Glastonbury Festival admitted to to causing 'water discharge activity' offences at a previous hearing Getty

The organisers of the Glastonbury Festival have been fined for polluting a nearby river with human waste, killing more than 40 fish and effectively wiping out the local trout population in the process. The world's biggest music festival has been ordered to pay £31,000 (£45,000, €40,000) after nearly 2.5 miles (4km) of the Whitelake River was polluted after 20,000 gallons of untreated sewage escaped from a temporary storage tank at Worthy Farm in 29 June, 2014.

Glastonbury Festival admitted to causing a water discharge activity not under or in accordance with an environmental permit at an earlier hearing. The festival was previously cautioned in 2010 over their treatment of human sewage.

At Bristol magistrates' court, Judge Simon Cooper has now fined the festival £19,000 for the 2014 festival pollution, as well as a further £12,000 as they were previously warned over pollution four years previously. He added the festival's actions after the fish kill had not been negligent but were of "low culpability".
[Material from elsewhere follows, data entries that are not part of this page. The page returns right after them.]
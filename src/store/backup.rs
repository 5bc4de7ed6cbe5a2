//! Timestamped backups of the source configuration file.
//!
//! Each backup is a full copy of the config file inside a fresh
//! `backup_<YYYYMMDDHHMMSS>` directory (local time, second resolution)
//! under the store's backup root. Backups are never read back and never
//! evicted.

use std::fs;
use std::io::ErrorKind;
use std::path::{Path, PathBuf};

use chrono::Local;

use super::error::StoreError;

/// Directory name prefix for every backup.
pub const BACKUP_PREFIX: &str = "backup_";

/// Default root directory, resolved next to the configuration file.
pub const DEFAULT_BACKUP_ROOT: &str = "backups";

/// Copy `source` into a fresh timestamped directory under `root`.
///
/// The copy keeps the original filename. Returns the backup directory.
/// The directory is created before the copy, so a failed copy can leave
/// an empty backup directory behind; there is no rollback.
pub fn create(source: &Path, root: &Path) -> Result<PathBuf, StoreError> {
    let timestamp = Local::now().format("%Y%m%d%H%M%S");
    let dir = root.join(format!("{BACKUP_PREFIX}{timestamp}"));

    fs::create_dir_all(&dir).map_err(|err| StoreError::Io(dir.clone(), err))?;

    let Some(file_name) = source.file_name() else {
        return Err(StoreError::NotFound(source.to_path_buf()));
    };
    let dest = dir.join(file_name);

    fs::copy(source, &dest).map_err(|err| match err.kind() {
        ErrorKind::NotFound => StoreError::NotFound(source.to_path_buf()),
        _ => StoreError::Io(dest.clone(), err),
    })?;

    Ok(dir)
}

#[cfg(test)]
mod tests {
    use super::*;

    #[test]
    fn test_create_backup_copies_file() {
        let dir = tempfile::tempdir().unwrap();
        let source = dir.path().join("app.json");
        fs::write(&source, "{\"a\": 1}").unwrap();

        let root = dir.path().join("backups");
        let backup_dir = create(&source, &root).unwrap();

        assert!(backup_dir.starts_with(&root));
        let name = backup_dir.file_name().unwrap().to_str().unwrap();
        assert!(name.starts_with(BACKUP_PREFIX));
        // backup_ + YYYYMMDDHHMMSS
        assert_eq!(name.len(), BACKUP_PREFIX.len() + 14);

        let copy = backup_dir.join("app.json");
        assert_eq!(
            fs::read(&copy).unwrap(),
            fs::read(&source).unwrap(),
            "backup must be a byte-identical copy"
        );
    }

    #[test]
    fn test_create_backup_missing_source() {
        let dir = tempfile::tempdir().unwrap();
        let source = dir.path().join("gone.json");
        let root = dir.path().join("backups");

        let err = create(&source, &root).unwrap_err();
        assert!(matches!(err, StoreError::NotFound(path) if path == source));

        // the timestamped directory was already created; that is documented
        assert_eq!(fs::read_dir(&root).unwrap().count(), 1);
    }
}
//! Configuration document loading and serialization.
//!
//! The on-disk format is chosen by file extension: `.json` parses as JSON,
//! `.yaml`/`.yml` as YAML, anything else is rejected. In memory every
//! document is a `serde_json::Value` regardless of source format; YAML trees
//! are converted at the I/O boundary so the rest of the store deals with a
//! single value type. JSON mappings keep insertion order (`preserve_order`).

use std::fs;
use std::io::ErrorKind;
use std::path::Path;

use serde::Serialize;
use serde_json::Value;
use serde_json::ser::{PrettyFormatter, Serializer};

use super::error::StoreError;

// ============================================================================
// format selection
// ============================================================================

/// On-disk serialization format.
#[derive(Debug, Clone, Copy, PartialEq, Eq)]
pub enum Format {
    Json,
    Yaml,
}

impl Format {
    /// Detect the format from a path's file extension.
    pub fn from_path(path: &Path) -> Result<Self, StoreError> {
        match path.extension().and_then(|ext| ext.to_str()) {
            Some("json") => Ok(Self::Json),
            Some("yaml") | Some("yml") => Ok(Self::Yaml),
            _ => Err(StoreError::UnsupportedFormat(path.to_path_buf())),
        }
    }
}

// ============================================================================
// load
// ============================================================================

/// Read and parse the document at `path`.
///
/// The top-level shape is not checked here; a scalar or sequence document
/// loads fine and only fails validation.
pub fn load(path: &Path) -> Result<Value, StoreError> {
    let format = Format::from_path(path)?;

    let content = fs::read_to_string(path).map_err(|err| match err.kind() {
        ErrorKind::NotFound => StoreError::NotFound(path.to_path_buf()),
        _ => StoreError::Io(path.to_path_buf(), err),
    })?;

    parse(&content, format, path)
}

/// Parse `content` as `format`. `path` only feeds error messages.
pub fn parse(content: &str, format: Format, path: &Path) -> Result<Value, StoreError> {
    match format {
        Format::Json => serde_json::from_str(content)
            .map_err(|err| StoreError::Json(path.to_path_buf(), err)),
        Format::Yaml => {
            let yaml: serde_yaml::Value = serde_yaml::from_str(content)
                .map_err(|err| StoreError::Yaml(path.to_path_buf(), err))?;

            // YAML mappings may carry keys the JSON value model cannot
            // express (sequences, nested mappings); surface those as
            // format errors. Scalar keys convert to strings.
            serde_json::to_value(yaml)
                .map_err(|err| StoreError::YamlStructure(path.to_path_buf(), err))
        }
    }
}

// ============================================================================
// write
// ============================================================================

/// Serialize `document` and write it to `path` in the format its extension
/// names.
pub fn write(path: &Path, document: &Value) -> Result<(), StoreError> {
    let format = Format::from_path(path)?;
    let content = serialize(document, format, path)?;

    fs::write(path, content).map_err(|err| StoreError::Io(path.to_path_buf(), err))
}

/// Serialize `document` as `format`: JSON with 4-space indentation, YAML in
/// block style (serde_yaml never emits flow collections).
pub fn serialize(document: &Value, format: Format, path: &Path) -> Result<Vec<u8>, StoreError> {
    match format {
        Format::Json => {
            let mut buf = Vec::new();
            let formatter = PrettyFormatter::with_indent(b"    ");
            let mut ser = Serializer::with_formatter(&mut buf, formatter);
            document
                .serialize(&mut ser)
                .map_err(|err| StoreError::Json(path.to_path_buf(), err))?;
            Ok(buf)
        }
        Format::Yaml => serde_yaml::to_string(document)
            .map(String::into_bytes)
            .map_err(|err| StoreError::Yaml(path.to_path_buf(), err)),
    }
}

// ============================================================================
// tests
// ============================================================================

#[cfg(test)]
mod tests {
    use super::*;
    use serde_json::json;
    use std::path::PathBuf;

    #[test]
    fn test_format_from_path() {
        assert_eq!(
            Format::from_path(Path::new("app.json")).unwrap(),
            Format::Json
        );
        assert_eq!(
            Format::from_path(Path::new("app.yaml")).unwrap(),
            Format::Yaml
        );
        assert_eq!(
            Format::from_path(Path::new("app.yml")).unwrap(),
            Format::Yaml
        );
    }

    #[test]
    fn test_format_from_path_unsupported() {
        // .toml and bare names are rejected, not guessed at
        assert!(matches!(
            Format::from_path(Path::new("app.toml")),
            Err(StoreError::UnsupportedFormat(_))
        ));
        assert!(matches!(
            Format::from_path(Path::new("config")),
            Err(StoreError::UnsupportedFormat(_))
        ));
    }

    #[test]
    fn test_load_missing_file() {
        let err = load(Path::new("does/not/exist.json")).unwrap_err();
        assert!(matches!(err, StoreError::NotFound(_)));
    }

    #[test]
    fn test_parse_invalid_json() {
        let err = parse("{\"a\": ", Format::Json, Path::new("app.json")).unwrap_err();
        assert!(matches!(err, StoreError::Json(..)));
    }

    #[test]
    fn test_parse_invalid_yaml() {
        let err = parse("a: [1, 2", Format::Yaml, Path::new("app.yaml")).unwrap_err();
        assert!(matches!(err, StoreError::Yaml(..)));
    }

    #[test]
    fn test_parse_yaml_as_json_value() {
        let doc = parse(
            "database:\n  host: localhost\n  port: 5432\n",
            Format::Yaml,
            Path::new("app.yaml"),
        )
        .unwrap();
        assert_eq!(doc, json!({"database": {"host": "localhost", "port": 5432}}));
    }

    #[test]
    fn test_parse_yaml_integer_keys_become_strings() {
        let doc = parse("1: one\n2: two\n", Format::Yaml, Path::new("app.yaml")).unwrap();
        assert_eq!(doc, json!({"1": "one", "2": "two"}));
    }

    #[test]
    fn test_parse_yaml_complex_keys() {
        // a sequence-valued key has no JSON equivalent
        let err = parse("[a, b]: value\n", Format::Yaml, Path::new("app.yaml")).unwrap_err();
        assert!(matches!(err, StoreError::YamlStructure(..)));
    }

    #[test]
    fn test_serialize_json_four_space_indent() {
        let doc = json!({"database": {"port": 5432}});
        let out = serialize(&doc, Format::Json, Path::new("app.json")).unwrap();
        let text = String::from_utf8(out).unwrap();
        assert_eq!(
            text,
            "{\n    \"database\": {\n        \"port\": 5432\n    }\n}"
        );
    }

    #[test]
    fn test_serialize_yaml_block_style() {
        let doc = json!({"servers": ["a", "b"], "port": 80});
        let out = serialize(&doc, Format::Yaml, Path::new("app.yaml")).unwrap();
        let text = String::from_utf8(out).unwrap();
        // Block style: one line per element, no inline `[...]` collections
        assert!(text.contains("servers:\n- a\n- b\n"));
        assert!(!text.contains('['));
    }

    #[test]
    fn test_write_then_load_round_trip() {
        let dir = tempfile::tempdir().unwrap();

        for name in ["roundtrip.json", "roundtrip.yaml"] {
            let path: PathBuf = dir.path().join(name);
            let doc = json!({"a": {"b": [1, 2, 3]}, "c": null, "ok": true});
            write(&path, &doc).unwrap();
            assert_eq!(load(&path).unwrap(), doc);
        }
    }

    #[test]
    fn test_json_round_trip_preserves_key_order() {
        let dir = tempfile::tempdir().unwrap();
        let path = dir.path().join("ordered.json");

        let doc = parse(
            "{\"zeta\": 1, \"alpha\": 2, \"mid\": 3}",
            Format::Json,
            &path,
        )
        .unwrap();
        write(&path, &doc).unwrap();

        let text = fs::read_to_string(&path).unwrap();
        let zeta = text.find("zeta").unwrap();
        let alpha = text.find("alpha").unwrap();
        let mid = text.find("mid").unwrap();
        assert!(zeta < alpha && alpha < mid);
    }
}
The sewage spill killed at least 42 fish including 29 bullhead – a European protected species – 10 brown trout and three stone loach. A fish survey revealed that no trout survived the incident.

Ian Withers, environment manager for the Environment Agency said: "While we recognise the Glastonbury Festival provides enjoyment to tens of thousands of people and raises money for a number of good causes, the organisers have a responsibility to ensure it does not cause harm to the environment.

"The festival is held in a beautiful part of the Somerset countryside and we want to see it remain that way. This was a serious pollution incident that had a significant impact on water quality and the fish population of the Whitelake River over some distance."